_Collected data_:
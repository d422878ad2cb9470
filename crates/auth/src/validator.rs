//! Token verification: signature, window, kind, and subject checks.

use chrono::{DateTime, Utc};

use podharbor_core::{DomainResult, Fault};

use crate::claims::validate_window;
use crate::token::{TokenCodec, TokenKind};

/// Outcome of a successful validation: the kind the token actually carries
/// and the email recovered from its subject.
///
/// Resolving the email to a stored account (and failing with
/// `USER_NOT_FOUND` when absent) is the service layer's final step — this
/// module stays storage-free.
#[derive(Debug, Clone, PartialEq, Eq)]
pub struct VerifiedToken {
    pub kind: TokenKind,
    pub email: String,
}

/// Validate a raw bearer string against an expected kind.
///
/// `expected_email`, when supplied, must match the token subject
/// (case-insensitive). Access tokens may arrive with the transport's
/// `"Bearer "` prefix still attached; it is stripped here.
pub fn validate_token(
    codec: &TokenCodec,
    raw: &str,
    expected_kind: TokenKind,
    expected_email: Option<&str>,
    now: DateTime<Utc>,
) -> DomainResult<VerifiedToken> {
    let raw = match expected_kind {
        TokenKind::Access => raw.strip_prefix("Bearer ").unwrap_or(raw).trim(),
        _ => raw.trim(),
    };

    let claims = codec.decode(raw)?;
    validate_window(&claims, now)?;

    let (kind, email) = TokenKind::split_subject(&claims.sub);
    if kind != expected_kind {
        return Err(Fault::token_kind_mismatch()
            .with_detail(format!("expected {expected_kind} token, got {kind}")));
    }

    if let Some(expected) = expected_email {
        if !expected.eq_ignore_ascii_case(email) {
            return Err(Fault::email_token_mismatch());
        }
    }

    Ok(VerifiedToken {
        kind,
        email: email.to_string(),
    })
}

_ACTIVITY_: Whenever a line of the data includes "Access", copy that line.

_RESULT_:
/// (case-insensitive). Access tokens may arrive with the transport's
        TokenKind::Access => raw.strip_prefix("Bearer ").unwrap_or(raw).trim(),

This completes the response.